The Battle of the Bed: Which Side Are You On?


Writer's note: This post is written from the perspective of one man and his experience. It may not apply to all couples and certainly not to all women.

Men, there is a battle being waged in the wee hours of the night, every night. And, more often than not, we're on the losing side of the tussle. The adversary may be soft and sexy, but she's also sly and skillful in her effort to win the battle of the bed. The middle of the night can be quite contentious for those of us who share the sheets with a significant other. Waking up at 3 a.m. to find our side of the bed is encroached upon is a problem that too many of us feel helpless to address. But we don't have to suffer quietly. We have recourse. We also have research.
Most studies show that the average married couple will spend nearly one-third of their lives sleeping together. However, the implications of that reality vary depend on the study or who you're asking. Some experts say sleeping peacefully together can keep a marriage healthy, especially when cuddling is involved. Other studies indicate people suffer 50% more sleep disturbances if they share a bed. Sleep specialist Dr. Neil Stanley, who claims to sleep separately from his wife, says that historically couples didn't share beds. He contends that sharing beds came about with the advent of the industrial revolution, when people began moving to overcrowded towns and cities and found themselves short on living space.

Research aside, allow me to share how this married writer sees it. From my own experiences along with informal inquiries of friends and family, I conclude that it's women who tend to be the bullies of the bed. They establish position and assert dominance over their masculine counterparts, robbing us of a solid night's sleep on a regular basis. The night usually starts off with good intentions, but most men (and I assume most women) would rather not cuddle all night every night. It gets hot and ho-hum after a while. There comes a time in every night for sleepful solitude. And therein lies the problem; eventually most women tend to fidget, wiggle and squirm their way over to our side of the bed. It's a war of attrition and men are losing. It is the sheer magnetism of men? I doubt it.
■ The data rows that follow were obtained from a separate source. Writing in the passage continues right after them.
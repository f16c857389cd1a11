use axum::{
    extract::{Path, State},
    http::StatusCode,
    routing::{get, post, put},
    Json, Router,
};

use super::deleted;
use crate::controllers::TruckController;
use crate::dto::{AssignDriverRequest, AssignmentOutcome, TruckRequest};
use crate::models::{Truck, TruckHistoryEvent};
use crate::state::AppState;
use crate::utils::errors::AppError;

pub fn create_truck_router() -> Router<AppState> {
    Router::new()
        .route("/", get(list_trucks).post(create_truck))
        .route("/:id", put(update_truck).delete(delete_truck))
        .route("/:id/history", get(truck_history))
        .route("/:id/assign-driver", post(assign_driver))
}

async fn list_trucks(State(state): State<AppState>) -> Result<Json<Vec<Truck>>, AppError> {
    let controller = TruckController::new(state.repository.clone());
    Ok(Json(controller.list().await?))
}

async fn create_truck(
    State(state): State<AppState>,
    Json(request): Json<TruckRequest>,
) -> Result<(StatusCode, Json<Truck>), AppError> {
    let controller = TruckController::new(state.repository.clone());
    let truck = controller.create(request).await?;
    Ok((StatusCode::CREATED, Json(truck)))
}

async fn update_truck(
    State(state): State<AppState>,
    Path(id): Path<i32>,
    Json(request): Json<TruckRequest>,
) -> Result<Json<Truck>, AppError> {
    let controller = TruckController::new(state.repository.clone());
    Ok(Json(controller.update(id, request).await?))
}

async fn delete_truck(
    State(state): State<AppState>,
    Path(id): Path<i32>,
) -> Result<Json<serde_json::Value>, AppError> {
    let controller = TruckController::new(state.repository.clone());
    controller.delete(id).await?;
    Ok(deleted("Truck"))
}

async fn truck_history(
    State(state): State<AppState>,
    Path(id): Path<i32>,
) -> Result<Json<Vec<TruckHistoryEvent>>, AppError> {
    let controller = TruckController::new(state.repository.clone());
    Ok(Json(controller.history(id).await?))
}

async fn assign_driver(
    State(state): State<AppState>,
    Path(id): Path<i32>,
    Json(request): Json<AssignDriverRequest>,
) -> Result<Json<AssignmentOutcome>, AppError> {
    let controller = TruckController::new(state.repository.clone());
    Ok(Json(controller.assign_driver(id, request.driver_id).await?))
}
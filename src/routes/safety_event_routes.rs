use axum::{
    extract::{Path, State},
    http::StatusCode,
    routing::{get, put},
    Json, Router,
};

use super::deleted;
use crate::controllers::SafetyEventController;
use crate::dto::{NewSafetyEvent, SafetyEventUpdate};
use crate::models::SafetyEvent;
use crate::state::AppState;
use crate::utils::errors::AppError;

pub fn create_safety_event_router() -> Router<AppState> {
    Router::new()
        .route("/", get(list_events).post(create_event))
        .route("/:id", put(update_event).delete(delete_event))
}

async fn list_events(State(state): State<AppState>) -> Result<Json<Vec<SafetyEvent>>, AppError> {
    let controller = SafetyEventController::new(state.repository.clone());
    Ok(Json(controller.list().await?))
}

async fn create_event(
    State(state): State<AppState>,
    Json(event): Json<NewSafetyEvent>,
) -> Result<(StatusCode, Json<SafetyEvent>), AppError> {
    let controller = SafetyEventController::new(state.repository.clone());
    let saved = controller.create(event).await?;
    Ok((StatusCode::CREATED, Json(saved)))
}

async fn update_event(
    State(state): State<AppState>,
    Path(id): Path<i32>,
    Json(update): Json<SafetyEventUpdate>,
) -> Result<Json<SafetyEvent>, AppError> {
    let controller = SafetyEventController::new(state.repository.clone());
    Ok(Json(controller.update(id, update).await?))
}

async fn delete_event(
    State(state): State<AppState>,
    Path(id): Path<i32>,
) -> Result<Json<serde_json::Value>, AppError> {
    let controller = SafetyEventController::new(state.repository.clone());
    controller.delete(id).await?;
    Ok(deleted("Safety event"))
}
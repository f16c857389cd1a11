//! Utilidades de validación
//!
//! Este módulo contiene funciones helper para validación de datos
//! y conversión de tipos de formularios.

use chrono::NaiveDate;
use lazy_static::lazy_static;
use regex::Regex;
use serde::{Deserialize, Deserializer};
use validator::ValidationError;

/// Tamaño máximo de la foto de perfil antes de codificar (1 MiB)
pub const MAX_PROFILE_PIC_BYTES: usize = 1024 * 1024;

/// Tipos MIME aceptados para la foto de perfil
pub const PROFILE_PIC_MIME_TYPES: &[&str] = &[
    "image/png",
    "image/jpeg",
    "image/jpg",
    "image/gif",
    "image/webp",
    "image/svg+xml",
];

lazy_static! {
    static ref DATA_URL_RE: Regex = {
        let subtypes: Vec<String> = PROFILE_PIC_MIME_TYPES
            .iter()
            .map(|mime| regex::escape(mime.trim_start_matches("image/")))
            .collect();
        Regex::new(&format!(
            r"^data:image/({});base64,[A-Za-z0-9+/=]+$",
            subtypes.join("|")
        ))
        .expect("valid data url regex")
    };
}

/// El tipo MIME (ya normalizado) está entre los aceptados
pub fn is_allowed_profile_pic_mime(mime_type: &str) -> bool {
    PROFILE_PIC_MIME_TYPES.contains(&mime_type)
}

/// Validar y convertir string a fecha
pub fn validate_date(value: &str) -> Result<NaiveDate, ValidationError> {
    NaiveDate::parse_from_str(value.trim(), "%Y-%m-%d").map_err(|_| {
        let mut error = ValidationError::new("date");
        error.add_param("value".into(), &value.to_string());
        error.add_param("format".into(), &"YYYY-MM-DD".to_string());
        error
    })
}

/// Validar que un string no esté vacío
pub fn validate_not_empty(value: &str) -> Result<(), ValidationError> {
    if value.trim().is_empty() {
        let mut error = ValidationError::new("not_empty");
        error.add_param("value".into(), &value.to_string());
        return Err(error);
    }
    Ok(())
}

/// Validar que la foto de perfil sea un data URL de imagen en base64
/// y que su contenido decodificado no supere 1 MiB.
pub fn validate_profile_pic(value: &str) -> Result<(), ValidationError> {
    if value.is_empty() {
        return Ok(());
    }
    if !DATA_URL_RE.is_match(value) {
        let mut error = ValidationError::new("profile_pic");
        error.message = Some("profile_pic must be a base64 image data URL".into());
        return Err(error);
    }
    let encoded_len = value.split_once(',').map(|(_, b64)| b64.len()).unwrap_or(0);
    if encoded_len / 4 * 3 > MAX_PROFILE_PIC_BYTES + 2 {
        let mut error = ValidationError::new("profile_pic");
        error.message = Some("profile_pic must be under 1MB".into());
        return Err(error);
    }
    Ok(())
}

/// Deserializar fechas opcionales aceptando `""` y `null` como ausencia
pub fn deserialize_optional_date<'de, D>(deserializer: D) -> Result<Option<NaiveDate>, D::Error>
where
    D: Deserializer<'de>,
{
    let raw: Option<String> = Option::deserialize(deserializer)?;
    match raw {
        None => Ok(None),
        Some(s) if s.trim().is_empty() => Ok(None),
        Some(s) => validate_date(&s)
            .map(Some)
            .map_err(|_| serde::de::Error::custom(format!("invalid date '{}', expected YYYY-MM-DD", s))),
    }
}

#[cfg(test)]
mod tests {
    use super::*;

    #[test]
    fn test_validate_date() {
        assert!(validate_date("2025-06-10").is_ok());
        assert!(validate_date("10/06/2025").is_err());
    }

    #[test]
    fn test_validate_not_empty() {
        assert!(validate_not_empty("  ").is_err());
        assert!(validate_not_empty("B001").is_ok());
    }

    #[test]
    fn test_profile_pic_format() {
        assert!(validate_profile_pic("data:image/png;base64,iVBORw0KGgo=").is_ok());
        assert!(validate_profile_pic("https://example.com/me.png").is_err());
        assert!(validate_profile_pic("").is_ok());
        assert!(validate_profile_pic("data:image/png;base64,").is_err());
        assert!(validate_profile_pic("data:image/bmp;base64,AQIDBA==").is_err());
        assert!(validate_profile_pic("data:image/svg+xml;base64,PHN2Zz4=").is_ok());
    }

    #[test]
    fn test_allowed_mime_types() {
        assert!(is_allowed_profile_pic_mime("image/webp"));
        assert!(!is_allowed_profile_pic_mime("image/avif"));
        assert!(!is_allowed_profile_pic_mime("application/pdf"));
    }

    #[test]
    fn test_optional_date_accepts_blank() {
        #[derive(Deserialize)]
        struct Form {
            #[serde(default, deserialize_with = "deserialize_optional_date")]
            start_date: Option<NaiveDate>,
        }

        let blank: Form = serde_json::from_str(r#"{"start_date": ""}"#).unwrap();
        assert_eq!(blank.start_date, None);
        let missing: Form = serde_json::from_str(r#"{}"#).unwrap();
        assert_eq!(missing.start_date, None);
        let set: Form = serde_json::from_str(r#"{"start_date": "2024-01-15"}"#).unwrap();
        assert_eq!(set.start_date, NaiveDate::from_ymd_opt(2024, 1, 15));
        assert!(serde_json::from_str::<Form>(r#"{"start_date": "soon"}"#).is_err());
    }
}
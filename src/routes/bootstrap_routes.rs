use axum::{extract::State, routing::get, Json, Router};

use crate::controllers::BootstrapController;
use crate::models::Snapshot;
use crate::state::AppState;
use crate::utils::errors::AppError;

pub fn create_bootstrap_router() -> Router<AppState> {
    Router::new().route("/", get(bootstrap))
}

async fn bootstrap(State(state): State<AppState>) -> Result<Json<Snapshot>, AppError> {
    let controller = BootstrapController::new(state.repository.clone());
    let snapshot = controller.snapshot().await?;
    Ok(Json(snapshot))
}
use std::sync::Arc;

use crate::models::Snapshot;
use crate::repositories::FleetRepository;
use crate::utils::errors::AppResult;

pub struct BootstrapController {
    repository: Arc<dyn FleetRepository>,
}

impl BootstrapController {
    pub fn new(repository: Arc<dyn FleetRepository>) -> Self {
        Self { repository }
    }

    /// Las siete colecciones en una sola respuesta
    pub async fn snapshot(&self) -> AppResult<Snapshot> {
        let snapshot = self.repository.snapshot().await?;
        log::debug!(
            "📦 Bootstrap: {} drivers, {} trucks, {} safety events",
            snapshot.drivers.len(),
            snapshot.trucks.len(),
            snapshot.safety_events.len()
        );
        Ok(snapshot)
    }
}
//! Snapshot completo devuelto por `GET /bootstrap`

use serde::{Deserialize, Serialize};

use super::{
    Driver, DriverType, SafetyCategory, SafetyEvent, ScoreCardEvent, ScoreCardItem, Truck,
};

/// Las siete colecciones en un solo payload
#[derive(Debug, Clone, Default, Serialize, Deserialize, PartialEq, Eq)]
pub struct Snapshot {
    #[serde(default)]
    pub trucks: Vec<Truck>,
    #[serde(default)]
    pub driver_types: Vec<DriverType>,
    #[serde(default)]
    pub drivers: Vec<Driver>,
    #[serde(default)]
    pub safety_categories: Vec<SafetyCategory>,
    #[serde(default)]
    pub scorecard_metrics: Vec<ScoreCardItem>,
    #[serde(default)]
    pub safety_events: Vec<SafetyEvent>,
    #[serde(default)]
    pub scorecard_events: Vec<ScoreCardEvent>,
}

impl Snapshot {
    pub fn driver(&self, driver_id: i32) -> Option<&Driver> {
        self.drivers.iter().find(|d| d.driver_id == driver_id)
    }

    pub fn truck(&self, truck_id: i32) -> Option<&Truck> {
        self.trucks.iter().find(|t| t.truck_id == truck_id)
    }

    pub fn safety_category(&self, category_id: i32) -> Option<&SafetyCategory> {
        self.safety_categories
            .iter()
            .find(|c| c.category_id == category_id)
    }

    pub fn driver_type(&self, driver_type_id: i32) -> Option<&DriverType> {
        self.driver_types
            .iter()
            .find(|t| t.driver_type_id == driver_type_id)
    }

    pub fn metric(&self, sc_category_id: i32) -> Option<&ScoreCardItem> {
        self.scorecard_metrics
            .iter()
            .find(|m| m.sc_category_id == sc_category_id)
    }

    /// Driver que tiene asignado el truck, si existe
    pub fn driver_for_truck(&self, truck_id: i32) -> Option<&Driver> {
        self.drivers.iter().find(|d| d.truck_id == Some(truck_id))
    }
}
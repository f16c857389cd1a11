//! Backend en memoria de `FleetRepository`
//!
//! Usado por los tests y por `STORAGE=memory`. Cada operación toma el lock
//! una sola vez, valida todo antes de mutar y por eso es atómica igual que
//! las transacciones de PostgreSQL.

use async_trait::async_trait;
use chrono::Utc;
use std::collections::HashSet;
use tokio::sync::Mutex;

use super::{assignment_note, graded_metric_moved_error, FleetRepository, UNASSIGNED_NOTE};
use crate::dto::{
    AssignmentOutcome, DriverRequest, DriverTypeRequest, GradeKey, GradeSheet, MetricScore,
    NewSafetyEvent, SafetyCategoryRequest, SafetyEventUpdate, ScorecardMetricRequest,
    TruckRequest,
};
use crate::models::{
    Driver, DriverType, SafetyCategory, SafetyEvent, ScoreCardEvent, ScoreCardItem, Snapshot,
    Truck, TruckHistoryEvent, TruckHistoryType, TruckStatus,
};
use crate::utils::errors::{
    bad_request_error, not_found_error, unknown_reference_error, AppError, AppResult,
};

#[derive(Debug, Default)]
struct Sequences {
    truck: i32,
    driver_type: i32,
    driver: i32,
    safety_category: i32,
    scorecard_metric: i32,
    safety_event: i32,
    scorecard_event: i32,
    truck_history: i32,
}

fn next(seq: &mut i32) -> i32 {
    *seq += 1;
    *seq
}

#[derive(Debug, Default)]
struct Tables {
    trucks: Vec<Truck>,
    driver_types: Vec<DriverType>,
    drivers: Vec<Driver>,
    safety_categories: Vec<SafetyCategory>,
    scorecard_metrics: Vec<ScoreCardItem>,
    safety_events: Vec<SafetyEvent>,
    scorecard_events: Vec<ScoreCardEvent>,
    truck_history: Vec<TruckHistoryEvent>,
    seq: Sequences,
}
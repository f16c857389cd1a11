//! Modelo de Driver

use chrono::NaiveDate;
use serde::{Deserialize, Serialize};
use sqlx::FromRow;

/// Driver - mapea exactamente a la tabla drivers
#[derive(Debug, Clone, Serialize, Deserialize, FromRow, PartialEq, Eq)]
pub struct Driver {
    pub driver_id: i32,
    pub driver_code: String,
    pub first_name: String,
    pub last_name: String,
    pub start_date: Option<NaiveDate>,
    pub truck_id: Option<i32>,
    pub driver_type_id: Option<i32>,
    pub profile_pic: Option<String>,
}

impl Driver {
    /// Nombre para mostrar: "First Last"
    pub fn full_name(&self) -> String {
        format!("{} {}", self.first_name, self.last_name)
    }
}

/// Situación del driver según su bonus acumulado
#[derive(Debug, Clone, Copy, Serialize, Deserialize, PartialEq, Eq)]
pub enum DriverStanding {
    Good,
    Warning,
}

/// Totales de safety events de un driver
#[derive(Debug, Clone, Serialize, Deserialize, PartialEq, Eq)]
pub struct DriverStats {
    pub event_count: i64,
    pub total_bonus_score: i64,
    pub total_p_i_score: i64,
    pub status: DriverStanding,
}

impl DriverStats {
    /// Umbral a partir del cual el driver pasa a Warning
    pub const WARNING_THRESHOLD: i64 = 5;

    pub fn from_totals(event_count: i64, total_bonus_score: i64, total_p_i_score: i64) -> Self {
        let status = if total_bonus_score > Self::WARNING_THRESHOLD {
            DriverStanding::Warning
        } else {
            DriverStanding::Good
        };

        Self {
            event_count,
            total_bonus_score,
            total_p_i_score,
            status,
        }
    }
}
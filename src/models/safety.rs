//! Modelos de SafetyCategory y SafetyEvent
//! 
//! `bonus_score` y `p_i_score` de un SafetyEvent son una copia de los valores
//! de la categoría en el momento de crear el evento. Editar la categoría
//! después no modifica eventos pasados.

use chrono::NaiveDate;
use serde::{Deserialize, Serialize};
use sqlx::FromRow;

/// Categoría de safety event con sus deltas de puntuación
#[derive(Debug, Clone, Serialize, Deserialize, FromRow, PartialEq, Eq)]
pub struct SafetyCategory {
    pub category_id: i32,
    pub code: String,
    pub description: String,
    /// Delta de bonus: positivo es penalización, negativo es crédito
    pub scoring_system: i32,
    pub p_i_score: i32,
}

#[derive(Debug, Clone, Serialize, Deserialize, FromRow, PartialEq, Eq)]
pub struct SafetyEvent {
    pub safety_event_id: i32,
    pub driver_id: i32,
    pub event_date: NaiveDate,
    pub category_id: i32,
    pub notes: String,
    pub bonus_score: i32,
    pub p_i_score: i32,
    pub bonus_period: bool,
}
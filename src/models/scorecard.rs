//! Modelos de scorecard: métricas (items) y calificaciones (events)

use chrono::NaiveDate;
use serde::{Deserialize, Serialize};
use sqlx::{FromRow, Type};
use std::fmt;
use std::str::FromStr;

/// Categoría de scorecard - mapea al ENUM scorecard_category
#[derive(Debug, Clone, Copy, Serialize, Deserialize, Type, PartialEq, Eq, Hash, PartialOrd, Ord)]
#[sqlx(type_name = "scorecard_category", rename_all = "UPPERCASE")]
#[serde(rename_all = "UPPERCASE")]
pub enum ScorecardCategory {
    Safety,
    Maintenance,
    Dispatch,
}

impl ScorecardCategory {
    pub const ALL: [ScorecardCategory; 3] = [
        ScorecardCategory::Safety,
        ScorecardCategory::Maintenance,
        ScorecardCategory::Dispatch,
    ];

    pub fn as_str(&self) -> &'static str {
        match self {
            ScorecardCategory::Safety => "SAFETY",
            ScorecardCategory::Maintenance => "MAINTENANCE",
            ScorecardCategory::Dispatch => "DISPATCH",
        }
    }
}

impl fmt::Display for ScorecardCategory {
    fn fmt(&self, f: &mut fmt::Formatter<'_>) -> fmt::Result {
        f.write_str(self.as_str())
    }
}

impl FromStr for ScorecardCategory {
    type Err = String;

    fn from_str(s: &str) -> Result<Self, Self::Err> {
        match s.trim().to_ascii_uppercase().as_str() {
            "SAFETY" => Ok(ScorecardCategory::Safety),
            "MAINTENANCE" => Ok(ScorecardCategory::Maintenance),
            "DISPATCH" => Ok(ScorecardCategory::Dispatch),
            other => Err(format!("unknown scorecard category '{}'", other)),
        }
    }
}

/// Métrica de scorecard, opcionalmente restringida a un driver type
#[derive(Debug, Clone, Serialize, Deserialize, FromRow, PartialEq, Eq)]
pub struct ScoreCardItem {
    pub sc_category_id: i32,
    pub sc_category: ScorecardCategory,
    pub sc_description: String,
    /// None = métrica global
    pub driver_type_id: Option<i32>,
}

impl ScoreCardItem {
    /// La métrica aplica si es global o si coincide con el tipo del driver
    pub fn applies_to(&self, driver_type_id: Option<i32>) -> bool {
        match self.driver_type_id {
            None => true,
            Some(scoped) => driver_type_id == Some(scoped),
        }
    }
}

/// Calificación de una métrica para un driver en un mes.
/// `event_date` siempre es el primer día del mes calificado.
#[derive(Debug, Clone, Serialize, Deserialize, FromRow, PartialEq, Eq)]
pub struct ScoreCardEvent {
    pub scorecard_event_id: i32,
    pub driver_id: i32,
    pub event_date: NaiveDate,
    pub sc_category_id: i32,
    pub sc_score: i32,
    pub notes: String,
}
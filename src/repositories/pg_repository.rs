//! Backend PostgreSQL de `FleetRepository`
//!
//! Las operaciones de varias filas corren dentro de una transacción
//! (`pool.begin()`); las cascadas simples las resuelven las FKs del schema.

use async_trait::async_trait;
use sqlx::{PgConnection, PgPool};

use super::{assignment_note, graded_metric_moved_error, FleetRepository, UNASSIGNED_NOTE};
use crate::dto::{
    AssignmentOutcome, DriverRequest, DriverTypeRequest, GradeKey, GradeSheet, NewSafetyEvent,
    SafetyCategoryRequest, SafetyEventUpdate, ScorecardMetricRequest, TruckRequest,
};
use crate::models::{
    Driver, DriverType, SafetyCategory, SafetyEvent, ScoreCardEvent, ScoreCardItem, Snapshot,
    Truck, TruckHistoryEvent, TruckHistoryType, TruckStatus,
};
use crate::utils::errors::{
    bad_request_error, not_found_error, unknown_reference_error, AppResult,
};

const SELECT_TRUCKS: &str = "SELECT * FROM trucks ORDER BY truck_id";
const SELECT_DRIVER_TYPES: &str = "SELECT * FROM driver_type ORDER BY driver_type_id";
const SELECT_DRIVERS: &str = "SELECT * FROM drivers ORDER BY driver_id";
const SELECT_SAFETY_CATEGORIES: &str = "SELECT * FROM safety_categories ORDER BY category_id";
const SELECT_SCORECARD_METRICS: &str = "SELECT * FROM scorecard_metrics ORDER BY sc_category_id";
const SELECT_SAFETY_EVENTS: &str = "SELECT * FROM safety_events ORDER BY safety_event_id";
const SELECT_SCORECARD_EVENTS: &str = "SELECT * FROM scorecard_events ORDER BY scorecard_event_id";

pub struct PgFleetRepository {
    pool: PgPool,
}

impl PgFleetRepository {
    pub fn new(pool: PgPool) -> Self {
        Self { pool }
    }
}

async fn lock_driver(conn: &mut PgConnection, driver_id: i32) -> AppResult<Option<Driver>> {
    let driver = sqlx::query_as::<_, Driver>("SELECT * FROM drivers WHERE driver_id = $1 FOR UPDATE")
        .bind(driver_id)
        .fetch_optional(&mut *conn)
        .await?;
    Ok(driver)
}

async fn lock_truck(conn: &mut PgConnection, truck_id: i32) -> AppResult<Option<Truck>> {
    let truck = sqlx::query_as::<_, Truck>("SELECT * FROM trucks WHERE truck_id = $1 FOR UPDATE")
        .bind(truck_id)
        .fetch_optional(&mut *conn)
        .await?;
    Ok(truck)
}

async fn fetch_truck(conn: &mut PgConnection, truck_id: i32) -> AppResult<Option<Truck>> {
    let truck = sqlx::query_as::<_, Truck>("SELECT * FROM trucks WHERE truck_id = $1")
        .bind(truck_id)
        .fetch_optional(&mut *conn)
        .await?;
    Ok(truck)
}

async fn set_truck_status(
    conn: &mut PgConnection,
    truck_id: i32,
    status: TruckStatus,
) -> AppResult<Truck> {
    let truck = sqlx::query_as::<_, Truck>(
        "UPDATE trucks SET status = $2 WHERE truck_id = $1 RETURNING *",
    )
    .bind(truck_id)
    .bind(status)
    .fetch_one(&mut *conn)
    .await?;
    Ok(truck)
}

async fn log_history(
    conn: &mut PgConnection,
    truck_id: i32,
    driver_id: Option<i32>,
    event_type: TruckHistoryType,
    notes: &str,
) -> AppResult<()> {
    sqlx::query(
        r#"
        INSERT INTO truck_history (truck_id, driver_id, type, notes)
        VALUES ($1, $2, $3, $4)
        "#,
    )
    .bind(truck_id)
    .bind(driver_id)
    .bind(event_type)
    .bind(notes)
    .execute(&mut *conn)
    .await?;
    Ok(())
}

async fn check_driver_refs(conn: &mut PgConnection, request: &DriverRequest) -> AppResult<()> {
    if let Some(truck_id) = request.truck_id {
        if lock_truck(&mut *conn, truck_id).await?.is_none() {
            return Err(unknown_reference_error("Truck", truck_id));
        }
    }
    if let Some(driver_type_id) = request.driver_type_id {
        check_driver_type(&mut *conn, driver_type_id).await?;
    }
    Ok(())
}
use axum::{extract::State, http::StatusCode, routing::get, Json, Router};

use crate::controllers::HealthController;
use crate::dto::HealthResponse;
use crate::state::AppState;

pub fn create_health_router() -> Router<AppState> {
    Router::new().route("/healthz", get(healthz))
}

async fn healthz(State(state): State<AppState>) -> (StatusCode, Json<HealthResponse>) {
    let controller =
        HealthController::new(state.repository.clone(), state.config.request_timeout);
    match controller.check().await {
        Ok(body) => (StatusCode::OK, Json(body)),
        Err(body) => (StatusCode::SERVICE_UNAVAILABLE, Json(body)),
    }
}
use serde::{Deserialize, Serialize};
use validator::Validate;

use crate::models::{ReviewMonth, ScorecardCategory};

/// Clave de una sesión de calificación: (driver, mes, categoría)
#[derive(Debug, Clone, Copy, Serialize, Deserialize, PartialEq, Eq, Hash)]
pub struct GradeKey {
    pub driver_id: i32,
    pub month: ReviewMonth,
    pub category: ScorecardCategory,
}

#[derive(Debug, Clone, Copy, Serialize, Deserialize, Validate, PartialEq, Eq)]
pub struct MetricScore {
    pub sc_category_id: i32,

    #[validate(range(min = 0, max = 5, message = "sc_score must be between 0 and 5"))]
    pub sc_score: i32,
}

/// Hoja completa de calificación. Guardarla reemplaza todas las filas
/// de la terna (driver, mes, categoría).
#[derive(Debug, Clone, Serialize, Deserialize, Validate, PartialEq, Eq)]
pub struct GradeSheet {
    pub driver_id: i32,
    pub month: ReviewMonth,
    pub category: ScorecardCategory,

    #[serde(default)]
    #[validate(length(max = 4000))]
    pub notes: String,

    #[validate]
    pub scores: Vec<MetricScore>,
}

impl GradeSheet {
    pub fn key(&self) -> GradeKey {
        GradeKey {
            driver_id: self.driver_id,
            month: self.month,
            category: self.category,
        }
    }
}
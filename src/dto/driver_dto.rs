use chrono::NaiveDate;
use serde::{Deserialize, Serialize};
use validator::Validate;

use crate::models::Driver;
use crate::utils::validation::{deserialize_optional_date, validate_profile_pic};

// Request para crear/actualizar un driver
#[derive(Debug, Clone, Default, Serialize, Deserialize, Validate, PartialEq, Eq)]
pub struct DriverRequest {
    #[validate(length(min = 1, max = 32, message = "driver_code is required"))]
    pub driver_code: String,

    #[validate(length(min = 1, max = 100, message = "first_name is required"))]
    pub first_name: String,

    #[validate(length(min = 1, max = 100, message = "last_name is required"))]
    pub last_name: String,

    #[serde(default, deserialize_with = "deserialize_optional_date")]
    pub start_date: Option<NaiveDate>,

    #[serde(default)]
    pub truck_id: Option<i32>,

    #[serde(default)]
    pub driver_type_id: Option<i32>,

    #[serde(default)]
    #[validate(custom = "validate_profile_pic")]
    pub profile_pic: Option<String>,
}

impl From<&Driver> for DriverRequest {
    fn from(driver: &Driver) -> Self {
        Self {
            driver_code: driver.driver_code.clone(),
            first_name: driver.first_name.clone(),
            last_name: driver.last_name.clone(),
            start_date: driver.start_date,
            truck_id: driver.truck_id,
            driver_type_id: driver.driver_type_id,
            profile_pic: driver.profile_pic.clone(),
        }
    }
}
Most of the time, I don't think women are even conscious of the space invasion; it's just second nature.

Personally, I don't believe in being wifestyled, but I must admit that I'm getting my ass kicked, literally and figuratively, in the battle of the bed. Let me explain how this works in an ideal world. One-third of the bed is hers, where she is to be left alone. We'll call it Israel. One-third of the bed is mine, where I'm to be left alone. We'll call that Palestine. And the remaining one-third in the center of the bed is ours. We'll call that Jerusalem, where both parties agree to occupy this territory in a harmonious and embracing way. It's peace in the middle crease. But damn it, when I retreat to Palestine I want my uninterrupted space and sleep. And when she retreats to Israel, I agree not to launch any unexpected scud missiles. But Mrs. Jamal, like many women, don't see it that way evidently.

Men, it's time we take back the night. Get your cuddle time in. That's cool and, apparently, it can lead to healthier relationships according to the studies. But when the time of the night comes to retreat to our respective sovereign territories, roll over and defend the man land. First go the diplomatic route and ask that she go back to where she came from. But if diplomacy fails, try the not so subtle butt push back. You know what I'm talking about. Just do it. I'm thinking they'll eventually agree to a truce in the battle of the bed. We can only hope.



Mason Jamal writes about issues pertaining to the style, substance and sensibilities of men (and sometimes women). For more of his musings, you can visit
www.MasonSays.com. You can also follow him on Twitter @masonsays.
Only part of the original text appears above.